The figure of the cosmic cowboy stands astride a false dichotomy with a glittery glint in the eye. Our idea of the Wild West as gritty and grounded in authenticity belies its historical connections to vaudeville showmanship and Hollywood fantasy. In popular culture, at least, cowboys have always looked beyond the horizon; Gene Autry made his on-screen debut in a science fiction movie in 1935, and Vaughn Monroe's 1949 million-seller "Riders In The Sky" brought the high chapparal into the afterlife. This was decades before the suitmaker Nudie Cohn stitched marijuana leaves on Gram Parsons' white suit.

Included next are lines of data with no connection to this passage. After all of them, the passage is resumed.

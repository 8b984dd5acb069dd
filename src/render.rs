use crate::model::notification::NotificationRecord;
use crate::store::NotificationStore;

pub const LOAD_ERROR_MESSAGE: &str = "Failed to load notifications";

/// Replacement children for `#notifications-content`.
#[derive(Debug, Clone, PartialEq, Eq)]
pub struct PanelBody {
    pub html: String,
    /// Whether `#notifications-empty` should be shown.
    pub empty: bool,
}

#[derive(Debug, Clone, PartialEq, Eq)]
pub struct Badge {
    /// `None` hides the badge.
    pub text: Option<String>,
}

impl Badge {
    pub fn for_count(unread_count: u32) -> Self {
        let text = match unread_count {
            0 => None,
            1..=99 => Some(unread_count.to_string()),
            _ => Some("99+".to_string()),
        };
        Self { text }
    }

    pub fn is_visible(&self) -> bool {
        self.text.is_some()
    }
}

pub fn mark_all_visible(store: &NotificationStore) -> bool {
    store.unread_count() > 0
}

pub fn render_body(store: &NotificationStore) -> PanelBody {
    if store.notifications().is_empty() {
        return PanelBody {
            html: String::new(),
            empty: true,
        };
    }
    let mut html = String::new();
    for notification in store.notifications() {
        render_item(&mut html, notification);
    }
    PanelBody { html, empty: false }
}

pub fn render_error(message: &str) -> PanelBody {
    let mut html = String::new();
    html.push_str("<div class=\"notification-error px-4 py-3 text-center\" role=\"alert\">");
    html.push_str("<div class=\"text-red-600 text-sm\">");
    html.push_str(&escape_html(message));
    html.push_str("</div>");
    html.push_str(
        "<button class=\"retry-btn mt-2 text-blue-600 hover:text-blue-800 text-sm\" data-action=\"retry\">Try again</button>",
    );
    html.push_str(
        "<button class=\"dismiss-btn mt-2 ml-2 text-gray-500 hover:text-gray-700 text-sm\" data-action=\"dismiss\" title=\"Dismiss\">×</button>",
    );
    html.push_str("</div>");
    PanelBody { html, empty: false }
}

fn render_item(out: &mut String, notification: &NotificationRecord) {
    let unread = !notification.is_read;
    let bg_class = if unread { "bg-blue-50" } else { "bg-white" };

    out.push_str(&format!(
        "<div class=\"notification-item px-3 py-2 hover:bg-gray-50 {}\" data-notification-id=\"{}\">",
        bg_class, notification.id
    ));
    out.push_str("<div class=\"flex items-start space-x-2\">");

    out.push_str("<div class=\"flex-shrink-0 flex items-center\">");
    out.push_str(&format!(
        "<div class=\"w-6 h-6 rounded-full {} flex items-center justify-center\">{}</div>",
        escape_html(&notification.color),
        notification.icon
    ));
    if unread {
        out.push_str("<div class=\"w-1.5 h-1.5 bg-blue-500 rounded-full ml-1\"></div>");
    }
    out.push_str("</div>");

    out.push_str("<div class=\"flex-1 min-w-0\"><div class=\"flex items-start justify-between\"><div class=\"flex-1\">");
    out.push_str(&format!(
        "<p class=\"text-xs font-medium text-gray-900 truncate\">{}</p>",
        escape_html(&notification.title)
    ));
    out.push_str(&format!(
        "<p class=\"text-xs text-gray-600 mt-0.5 line-clamp-2\">{}</p>",
        escape_html(&notification.content)
    ));
    out.push_str(&format!(
        "<p class=\"text-xs text-gray-500 mt-0.5\">{}</p>",
        escape_html(&notification.time_ago)
    ));
    out.push_str("</div>");

    out.push_str("<div class=\"flex items-center space-x-0.5 ml-1\">");
    if unread {
        out.push_str(&format!(
            "<button class=\"mark-read-btn text-blue-600 hover:text-blue-800 text-xs p-0.5 rounded\" data-notification-id=\"{}\" title=\"Mark as read\">✓</button>",
            notification.id
        ));
    }
    out.push_str(&format!(
        "<button class=\"delete-btn text-red-600 hover:text-red-800 text-xs p-0.5 rounded\" data-notification-id=\"{}\" title=\"Delete\">×</button>",
        notification.id
    ));
    out.push_str("</div></div></div></div></div>");
}

pub fn escape_html(s: &str) -> String {
    s.replace('&', "&amp;")
        .replace('<', "&lt;")
        .replace('>', "&gt;")
        .replace('"', "&quot;")
        .replace('\'', "&#39;")
}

Aaron Lee Tasjan, whose musical trips so far have immersed him in glam rock and guitar jamming as well as the East Nashville school of singer-songwriters, invokes those cosmic predecessors in "Little Movies," the first single from his upcoming New West Records debut, Silver Tears. Tasjan made the album (his second solo full-length) in various studios around Los Angeles while thinking about Tom Petty and Elliott Smith, two other rockers known for balancing emotional insight with studio craft. As they have, Tajsan taps into the dreaminess of post-Sgt. Pepper pop psychedelia for "Little Movies," contemplating the way each of us creates personal myths. The sound resounds with reverb, its low end recalling Brian Wilson's symphonic experiments with the studio band The Wrecking Crew. Tasjan's lyrics capture how each of us modifies our internal scripts to accommodate changing circumstances: "One more scene fades out in black and white, still another has begun."

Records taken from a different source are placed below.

use derive_more::{Display, Error};
use serde::{Deserialize, Serialize};

#[derive(Debug, Display, Error)]
pub enum ConfigError {
    #[display(fmt = "读取配置文件失败: {}", _0)]
    Io(#[error(source)] std::io::Error),
    #[display(fmt = "解析配置文件失败: {}", _0)]
    Parse(#[error(source)] toml::de::Error),
}

#[derive(Serialize, Deserialize, Debug, Clone)]
pub struct Config {
    pub app: AppConfig,
    pub api: ApiConfig,
    #[serde(default)]
    pub panel: PanelConfig,
}

#[derive(Serialize, Deserialize, Debug, Clone)]
pub struct AppConfig {
    pub thread: usize,
    pub log_level: String,
    pub log_format: String,
}

#[derive(Serialize, Deserialize, Debug, Clone)]
pub struct ApiConfig {
    /// e.g. `https://servicesbladi.ma/notifications/api`
    pub base_url: String,
    /// Raw `Cookie` header of the logged-in session, `csrftoken` included.
    #[serde(default)]
    pub cookie: String,
    #[serde(default)]
    pub form_token: Option<String>,
    #[serde(default)]
    pub meta_token: Option<String>,
    /// HTML page scanned for the hidden form field and the meta tag.
    #[serde(default)]
    pub page_file: Option<String>,
    pub connect_timeout: u64,
    pub whole_timeout: u64,
    pub pool_idle_timeout: u64,
    #[serde(default = "default_user_agent")]
    pub user_agent: String,
}

#[derive(Serialize, Deserialize, Debug, Clone)]
pub struct PanelConfig {
    #[serde(default = "default_refresh_interval")]
    pub refresh_interval: u64,
    #[serde(default = "default_fade_out_millis")]
    pub fade_out_millis: u64,
    #[serde(default = "default_per_page")]
    pub per_page: u32,
    #[serde(default)]
    pub snapshot_path: Option<String>,
}

impl Default for PanelConfig {
    fn default() -> Self {
        Self {
            refresh_interval: default_refresh_interval(),
            fade_out_millis: default_fade_out_millis(),
            per_page: default_per_page(),
            snapshot_path: None,
        }
    }
}

fn default_user_agent() -> String {
    format!("servicesbladi-notifications/{}", env!("CARGO_PKG_VERSION"))
}

fn default_refresh_interval() -> u64 {
    30
}

fn default_fade_out_millis() -> u64 {
    200
}

fn default_per_page() -> u32 {
    10
}

impl Config {
    pub fn new_from_file(file_path: &str) -> Result<Self, ConfigError> {
        let content = std::fs::read_to_string(file_path).map_err(ConfigError::Io)?;
        Self::new_from_str(&content)
    }

    pub fn new_from_str(content: &str) -> Result<Self, ConfigError> {
        toml::from_str(content).map_err(ConfigError::Parse)
    }
}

"Little Movies" offers just one of the many sonic palettes Tasjan explores on Silver Tears, but its message captures his core songwriting approach, which blends acute social observations with whimsical introspection. In the video, directed by Kurt Vile's "Pretty Pimpin'" collaborator Daniel Henry, Tasjan is a mournful angel in a disco-ball suit helping unglamorous folks see the magic in their distracted musings. The scene, like the West itself, shifts in glimmers between the cosmos and the dusty path of the everyday.

Silver Tears comes out Oct. 28 on New West.